Associated with one's performance are messages "given" and "given off". For Goffman, verbal communication (oral or written) is "given", whereas non-verbal communication is "given off".
The expressiveness of the individual (and therefore his capacity to give impressions) appears to involve two radically different kinds of sign activity: the expression that he gives, and the expression that he gives off. The first involves verbal symbols or their substitutes which he uses admittedly and solely to convey the information that he and the others are known to attach to these symbols. This is communication in the traditional and narrow sense. The second involves a wide range of action that others can treat as symptomatic of the actor, the expection being that the action was performed for reasons other than the information conveyed in this way.(Goffman, 1959, p. 2).
This can be illustrated with a continuation of the prior example. During the interaction with her minister, Margaret may work hard to "give" and "give off" messages that she is the ideal mother. She may "give" by speaking glowingly about her children and how much she loves them, and "give off" by using a tone of voice, body language, and other forms of non-verbal communication to express that she is a wonderful mother. It is easier to control what is given versus given off. Consequently, some authors equate "given" with intended messages and "given off" with unintended messages. However, an individual uses both given and given off messages to create the front and back.

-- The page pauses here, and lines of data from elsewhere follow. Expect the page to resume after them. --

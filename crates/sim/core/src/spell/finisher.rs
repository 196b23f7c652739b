//! Finisher policy: combo point scaling and consumption.
//!
//! A finisher observes the caster's combo points when the cast starts, scales
//! its tick count and damage from that value through tables that define every
//! point count including zero, and empties the pool once the cast lands. A
//! finisher at zero points still fires with its zero-point entry.

use arrayvec::ArrayVec;

use crate::config::SimConfig;
use crate::spell::ConfigError;
use crate::stats::ResourcePools;

/// Combo point count in `[0, SimConfig::MAX_COMBO_POINTS]`.
#[derive(Clone, Copy, Debug, Default, PartialEq, Eq, PartialOrd, Ord, Hash)]
#[cfg_attr(feature = "serde", derive(serde::Serialize, serde::Deserialize))]
pub struct Points(u8);

impl Points {
    pub const ZERO: Self = Self(0);
    pub const MAX: Self = Self(SimConfig::MAX_COMBO_POINTS);

    pub fn new(points: u8) -> Result<Self, ConfigError> {
        if points > SimConfig::MAX_COMBO_POINTS {
            return Err(ConfigError::PointsOutOfRange {
                points,
                max: SimConfig::MAX_COMBO_POINTS,
            });
        }
        Ok(Self(points))
    }

    /// Clamps into range; used when reading a pool that is bounded already.
    pub fn saturating(points: u8) -> Self {
        Self(points.min(SimConfig::MAX_COMBO_POINTS))
    }

    pub fn get(self) -> u8 {
        self.0
    }

    /// Every valid point count, zero first.
    pub fn all() -> impl Iterator<Item = Points> {
        (0..=SimConfig::MAX_COMBO_POINTS).map(Points)
    }
}

impl TryFrom<u8> for Points {
    type Error = ConfigError;

    fn try_from(points: u8) -> Result<Self, Self::Error> {
        Self::new(points)
    }
}

/// Value per combo point count, with an explicit entry for every count.
#[derive(Clone, Debug, PartialEq)]
pub struct PointTable<T: Copy> {
    entries: ArrayVec<T, { SimConfig::POINT_TABLE_LEN }>,
}

impl<T: Copy> PointTable<T> {
    /// # Errors
    ///
    /// Returns `ConfigError::PointTableSize` unless `values` has exactly one
    /// entry per point count, zero included.
    pub fn new(values: &[T]) -> Result<Self, ConfigError> {
        if values.len() != SimConfig::POINT_TABLE_LEN {
            return Err(ConfigError::PointTableSize {
                expected: SimConfig::POINT_TABLE_LEN,
                actual: values.len(),
            });
        }
        Ok(Self {
            entries: values.iter().copied().collect(),
        })
    }

    pub fn get(&self, points: Points) -> T {
        self.entries[usize::from(points.get())]
    }

    pub fn as_slice(&self) -> &[T] {
        &self.entries
    }
}

/// Number of ticks a periodic effect gets when applied.
#[derive(Clone, Copy, Debug, PartialEq, Eq)]
#[cfg_attr(feature = "serde", derive(serde::Serialize, serde::Deserialize))]
pub enum TickFormula {
    Fixed(u32),
    /// `points + offset`.
    PointsPlus(i32),
}

impl TickFormula {
    pub fn raw(self, points: Points) -> i64 {
        match self {
            Self::Fixed(ticks) => i64::from(ticks),
            Self::PointsPlus(offset) => i64::from(points.get()) + i64::from(offset),
        }
    }

    /// Checks that every point count yields at least one tick.
    pub fn validate(self) -> Result<(), ConfigError> {
        for points in Points::all() {
            let ticks = self.raw(points);
            if ticks < 1 || ticks > i64::from(u32::MAX) {
                return Err(ConfigError::InvalidTickCount {
                    points: points.get(),
                    ticks,
                });
            }
        }
        Ok(())
    }

    /// Tick count for a validated formula.
    pub fn ticks(self, points: Points) -> u32 {
        u32::try_from(self.raw(points).max(1)).unwrap_or(u32::MAX)
    }
}

/// Reads the caster's points without spending them.
pub fn observe(pools: &ResourcePools) -> Points {
    Points::saturating(pools.combo_points().current())
}

/// Spends every point, returning the count held before the reset.
pub fn consume(pools: &mut ResourcePools) -> Points {
    Points::saturating(pools.combo_points_mut().read_and_reset())
}
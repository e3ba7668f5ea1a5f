//! Application settings.
//!
//! [`Settings`] holds every knob the taxi service reads at startup. All
//! fields have defaults so a partial TOML or JSON file is enough; see
//! [`settings_loader`](crate::settings_loader) for how files and the
//! environment are layered on top.

use std::collections::HashMap;
use std::fmt;

use serde::{Deserialize, Serialize};

/// Output format for log lines.
#[derive(Debug, Clone, Copy, PartialEq, Eq, Default, Serialize, Deserialize)]
#[serde(rename_all = "lowercase")]
pub enum LogFormat {
    /// Multi-line, human-readable output.
    #[default]
    Pretty,
    /// One JSON object per line.
    Json,
    /// Single-line, human-readable output.
    Compact,
}

impl std::str::FromStr for LogFormat {
    type Err = String;

    fn from_str(s: &str) -> Result<Self, Self::Err> {
        match s.to_lowercase().as_str() {
            "pretty" => Ok(Self::Pretty),
            "json" => Ok(Self::Json),
            "compact" => Ok(Self::Compact),
            other => Err(format!("unknown log format '{other}'")),
        }
    }
}

impl fmt::Display for LogFormat {
    fn fmt(&self, f: &mut fmt::Formatter<'_>) -> fmt::Result {
        let name = match self {
            Self::Pretty => "pretty",
            Self::Json => "json",
            Self::Compact => "compact",
        };
        write!(f, "{name}")
    }
}

/// The complete set of application settings.
///
/// # Examples
///
/// ```
/// use taxi_core::settings::Settings;
///
/// let settings = Settings::default();
/// assert!(settings.debug);
/// assert_eq!(settings.auth_user_model, "taxi.Driver");
/// assert_eq!(settings.password_min_length, 8);
/// ```
#[derive(Debug, Clone, Serialize, Deserialize)]
pub struct Settings {
    // ── Core ─────────────────────────────────────────────────────────

    /// Whether debug mode is enabled.
    pub debug: bool,
    /// The secret key used for signing.
    pub secret_key: String,

    // ── Logging ──────────────────────────────────────────────────────

    /// The log filter directive (e.g. "info", "taxi=debug,warn").
    pub log_level: String,
    /// Log output format. Debug mode always uses pretty output.
    pub log_format: LogFormat,

    // ── Internationalization ─────────────────────────────────────────

    /// The language code (e.g. "en-us").
    pub language_code: String,
    /// The default time zone.
    pub time_zone: String,

    // ── Auth ─────────────────────────────────────────────────────────

    /// The model used for users, as `app_label.ModelName`.
    pub auth_user_model: String,
    /// Minimum length enforced by the password validators.
    pub password_min_length: usize,
    /// Algorithm used for new password hashes ("argon2" or "pbkdf2_sha256").
    pub password_hasher: String,
    /// Iteration count for the PBKDF2 hasher.
    pub pbkdf2_iterations: u32,

    // ── Escape hatch ─────────────────────────────────────────────────

    /// Settings that don't fit the fields above.
    pub extra: HashMap<String, serde_json::Value>,
}

impl Default for Settings {
    fn default() -> Self {
        Self {
            debug: true,
            secret_key: String::new(),
            log_level: "info".to_string(),
            log_format: LogFormat::Pretty,
            language_code: "en-us".to_string(),
            time_zone: "UTC".to_string(),
            auth_user_model: "taxi.Driver".to_string(),
            password_min_length: 8,
            password_hasher: "argon2".to_string(),
            pbkdf2_iterations: 600_000,
            extra: HashMap::new(),
        }
    }
}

Goffman distinquishes one's "appearance" from one's "manner". Appearance is what the performer looks like, and in face-to-face communication, it is a significant source of information. A person can look at the performer and identify her/his race(s), ethnicity(ies), gender, height, weight, hair color, eye color, age, and other visible features used to label the individual. Appearance is difficult to change, and in many ways, it moves with us no matter what visual setting we are in. For example, Margaret is seen as white and female no matter where she goes in physical space. Manner, on the other hand, is how the performer acts, and that is much easier to change and changes with the setting.

When a performer interacts with another, both intended and unintended messages are communicated. Moreover, intended messages may be include both information and misinformation. For example, a person can intentionally inform a neighbor by saying that s/he is going to San Francisco next month and also misinform the neighbor by purposively lying about the duration of and reason for the trip. Goffman divides the communication of misinformation into two types: deceiving and feigning. A performer deceives another by giving messages that are intended to misinform, that is, by verbally communicating misinformation. On the other hand, a performer feigns by giving off messages that are intended to misinform, that is, by non-verbally communicating misinformation.

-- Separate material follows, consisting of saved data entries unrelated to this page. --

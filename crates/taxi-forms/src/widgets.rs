//! Widgets: how a form field is presented and read back.
//!
//! HTML rendering is left to the presentation layer. A [`WidgetType`]
//! still decides how a field's value is pulled out of submitted data,
//! since a checkbox group submits one pair per ticked box while a text
//! input submits a single value.

use std::fmt;

use taxi_http::QueryDict;

/// The built-in widget types.
#[derive(Debug, Clone, Copy, PartialEq, Eq)]
pub enum WidgetType {
    /// `<input type="text">`.
    TextInput,
    /// `<input type="password">`. Submitted values are never redisplayed.
    PasswordInput,
    /// `<input type="email">`.
    EmailInput,
    /// `<input type="number">`.
    NumberInput,
    /// `<input type="checkbox">`.
    CheckboxInput,
    /// `<select>`.
    Select,
    /// `<select multiple>`.
    SelectMultiple,
    /// A group of `<input type="checkbox">` elements, one per choice.
    CheckboxSelectMultiple,
    /// `<input type="hidden">`.
    HiddenInput,
}

impl fmt::Display for WidgetType {
    fn fmt(&self, f: &mut fmt::Formatter<'_>) -> fmt::Result {
        let name = match self {
            Self::TextInput => "TextInput",
            Self::PasswordInput => "PasswordInput",
            Self::EmailInput => "EmailInput",
            Self::NumberInput => "NumberInput",
            Self::CheckboxInput => "CheckboxInput",
            Self::Select => "Select",
            Self::SelectMultiple => "SelectMultiple",
            Self::CheckboxSelectMultiple => "CheckboxSelectMultiple",
            Self::HiddenInput => "HiddenInput",
        };
        write!(f, "{name}")
    }
}

impl WidgetType {
    /// Returns `true` if the widget submits several values under one name.
    pub const fn allows_multiple(self) -> bool {
        matches!(self, Self::SelectMultiple | Self::CheckboxSelectMultiple)
    }

    /// Extracts the submitted value(s) for `name` from `data`.
    ///
    /// Multi-value widgets return every submitted value in order. Other
    /// widgets return the last value. An empty vector means the key was
    /// not submitted at all.
    ///
    /// # Examples
    ///
    /// ```
    /// use taxi_forms::WidgetType;
    /// use taxi_http::QueryDict;
    ///
    /// let data = QueryDict::parse("drivers=2&drivers=5&model=Leaf");
    /// assert_eq!(
    ///     WidgetType::CheckboxSelectMultiple.value_from_data(&data, "drivers"),
    ///     vec!["2".to_string(), "5".to_string()],
    /// );
    /// assert_eq!(WidgetType::TextInput.value_from_data(&data, "model"), vec!["Leaf".to_string()]);
    /// assert!(WidgetType::TextInput.value_from_data(&data, "country").is_empty());
    /// ```
    pub fn value_from_data(self, data: &QueryDict, name: &str) -> Vec<String> {
        if self.allows_multiple() {
            return data.get_list(name).map(<[String]>::to_vec).unwrap_or_default();
        }
        data.get(name).map(|v| vec![v.to_string()]).unwrap_or_default()
    }
}
//! The [`Value`] type shared by models and forms.

use std::fmt;

use chrono::{DateTime, Utc};

/// A dynamically typed field value.
///
/// Forms produce `Value`s as cleaned data; models expose their fields as
/// `Value`s for initial form data.
///
/// # Examples
///
/// ```
/// use taxi_db::value::Value;
///
/// assert_eq!(Value::from("ABC12345"), Value::String("ABC12345".to_string()));
/// assert_eq!(Value::from(7_i64).as_int(), Some(7));
/// ```
#[derive(Debug, Clone, PartialEq, serde::Serialize, serde::Deserialize)]
#[serde(untagged)]
pub enum Value {
    /// No value.
    Null,
    /// A boolean.
    Bool(bool),
    /// A 64-bit signed integer (ids, counts).
    Int(i64),
    /// A 64-bit float.
    Float(f64),
    /// A UTF-8 string.
    String(String),
    /// A UTC timestamp.
    DateTime(DateTime<Utc>),
    /// A list of values (many-to-many selections).
    List(Vec<Value>),
}

impl Value {
    /// Returns `true` for [`Value::Null`].
    pub const fn is_null(&self) -> bool {
        matches!(self, Self::Null)
    }

    /// Returns the string slice if this is a [`Value::String`].
    pub fn as_str(&self) -> Option<&str> {
        match self {
            Self::String(s) => Some(s),
            _ => None,
        }
    }

    /// Returns the integer if this is a [`Value::Int`].
    pub const fn as_int(&self) -> Option<i64> {
        match self {
            Self::Int(i) => Some(*i),
            _ => None,
        }
    }

    /// Returns the boolean if this is a [`Value::Bool`].
    pub const fn as_bool(&self) -> Option<bool> {
        match self {
            Self::Bool(b) => Some(*b),
            _ => None,
        }
    }

    /// Returns the items if this is a [`Value::List`].
    pub fn as_list(&self) -> Option<&[Self]> {
        match self {
            Self::List(items) => Some(items),
            _ => None,
        }
    }

    /// Renders the value the way it appears in submitted form data.
    ///
    /// Lists become comma-separated, `Null` becomes the empty string.
    pub fn to_form_string(&self) -> String {
        match self {
            Self::Null => String::new(),
            Self::List(items) => items
                .iter()
                .map(Self::to_form_string)
                .collect::<Vec<_>>()
                .join(","),
            other => other.to_string(),
        }
    }
}

impl fmt::Display for Value {
    fn fmt(&self, f: &mut fmt::Formatter<'_>) -> fmt::Result {
        match self {
            Self::Null => write!(f, "NULL"),
            Self::Bool(b) => write!(f, "{b}"),
            Self::Int(i) => write!(f, "{i}"),
            Self::Float(v) => write!(f, "{v}"),
            Self::String(s) => write!(f, "{s}"),
            Self::DateTime(dt) => write!(f, "{}", dt.to_rfc3339()),
            Self::List(vals) => {
                write!(f, "[")?;
                for (i, v) in vals.iter().enumerate() {
                    if i > 0 {
                        write!(f, ", ")?;
                    }
                    write!(f, "{v}")?;
                }
                write!(f, "]")
            }
        }
    }
}

impl From<bool> for Value {
    fn from(v: bool) -> Self {
        Self::Bool(v)
    }
}

impl From<i32> for Value {
    fn from(v: i32) -> Self {
        Self::Int(i64::from(v))
    }
}

impl From<i64> for Value {
    fn from(v: i64) -> Self {
        Self::Int(v)
    }
}

impl From<f64> for Value {
    fn from(v: f64) -> Self {
        Self::Float(v)
    }
}

impl From<String> for Value {
    fn from(v: String) -> Self {
        Self::String(v)
    }
}

impl From<&str> for Value {
    fn from(v: &str) -> Self {
        Self::String(v.to_string())
    }
}

impl From<DateTime<Utc>> for Value {
    fn from(v: DateTime<Utc>) -> Self {
        Self::DateTime(v)
    }
}

impl<T: Into<Self>> From<Option<T>> for Value {
    fn from(v: Option<T>) -> Self {
        v.map_or(Self::Null, Into::into)
    }
}

impl<T: Into<Self>> From<Vec<T>> for Value {
    fn from(v: Vec<T>) -> Self {
        Self::List(v.into_iter().map(Into::into).collect())
    }
}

In text-only communication, a performer is not seen. Consequently, the performer's appearance and all other non-verbal messages are absent. The performer is reduced to her/his set of given messages, that is, her/his written word. As text, can one unintentionally communicate information that s/he does not want the audience to know? Moreover, as text, does the performer have greater ability to create, conceal, and falsify her/his identity(ies)?


------------
Bibliography:
  • Barnhart, Adam D. "Erving Goffman: The Presentation of Self in Everyday Life." Obtained online at www.hewett.norfolk.sch.uk/CURRIC/soc/goffman.htm.
  • Cooley, Charles. 1902. "The Looking Glass Self" in Human Nature and the Social Order. Scribner's, New York, pp. 179-185. Found online at www2.pfeiffer.edu/lridener/DSS/Cooley/LKGLSSLF.HTML.
  • Goffman, Erving. 1956. The Presentation of Self in Everyday Life. Doubleday, New York. Obtained online at www2.pfeiffer.ed/~lridener/courses/GOFFSELF.HTML
  • Goffman, Erving. 1959. The Presentation of Self in Everyday Life. Doubleday Anchor Books, Garden City, New York.
  • Mead, George Herbert. 1913. "The Social Self" in Journal of Philosophy, Psychology and Scientific Methods, vol. 10, pp. 374-380. Obtained online at http://spartan.ac.brocku.ca/~lward/Mead/default.html.
  • -------------------. 1925. "The Genesis of the Self and Social Control" in International Journal of Ethics, vol. 25, pp. 251-277. Obtained online at http://spartan.ac.brocku.ca/~lward/Mead/default.html.

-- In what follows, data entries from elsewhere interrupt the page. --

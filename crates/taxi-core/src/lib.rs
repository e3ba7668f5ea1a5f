//! # taxi-core
//!
//! Foundation types shared by every taxi-rs crate.
//!
//! ## Modules
//!
//! - [`error`] - Error types and result aliases
//! - [`settings`] - Application settings with defaults
//! - [`settings_loader`] - Loading settings from TOML, JSON and the environment
//! - [`logging`] - Tracing-based logging setup

pub mod error;
pub mod logging;
pub mod settings;
pub mod settings_loader;

pub use error::{TaxiError, TaxiResult, ValidationError};
pub use settings::Settings;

  • Friday, February 10, 2006

    Gemeinschaft

    Ferdinand Tönnies (1855 - 1936) was a German sociologist who explored differences among community (Gemeinschaft) and society (Gesellschaft). The following quotes are from Tönnies's Community and Society: Gemeinschaft und Gesellschaft and were found online at www2.pfeiffer.edu/~lridener/courses/GEMEIN.HTML.
    Family life is the general basis of life in the Gemeinschaft. It subsists in village and town life. The village community and the town themselves can be considered as large families, the various clans and houses representing the elementary organisms of its body; guilds, corporations, and offices, the tissues and organs of the town. Here original kinship and inherited status remain an essential, or at least the most important, condition of participating fully in common property and other rights. Strangers may be accepted and protected as serving-members or guests either temporarily or permanently. Thus, they can belong to the Gemeinschaft as objects, but not easily as agents and representatives of the Gemeinschaft.

    Thursday, February 09, 2006

    Giddens Quotes

    The following quotes by Anthony Giddens appear on the BBC's website.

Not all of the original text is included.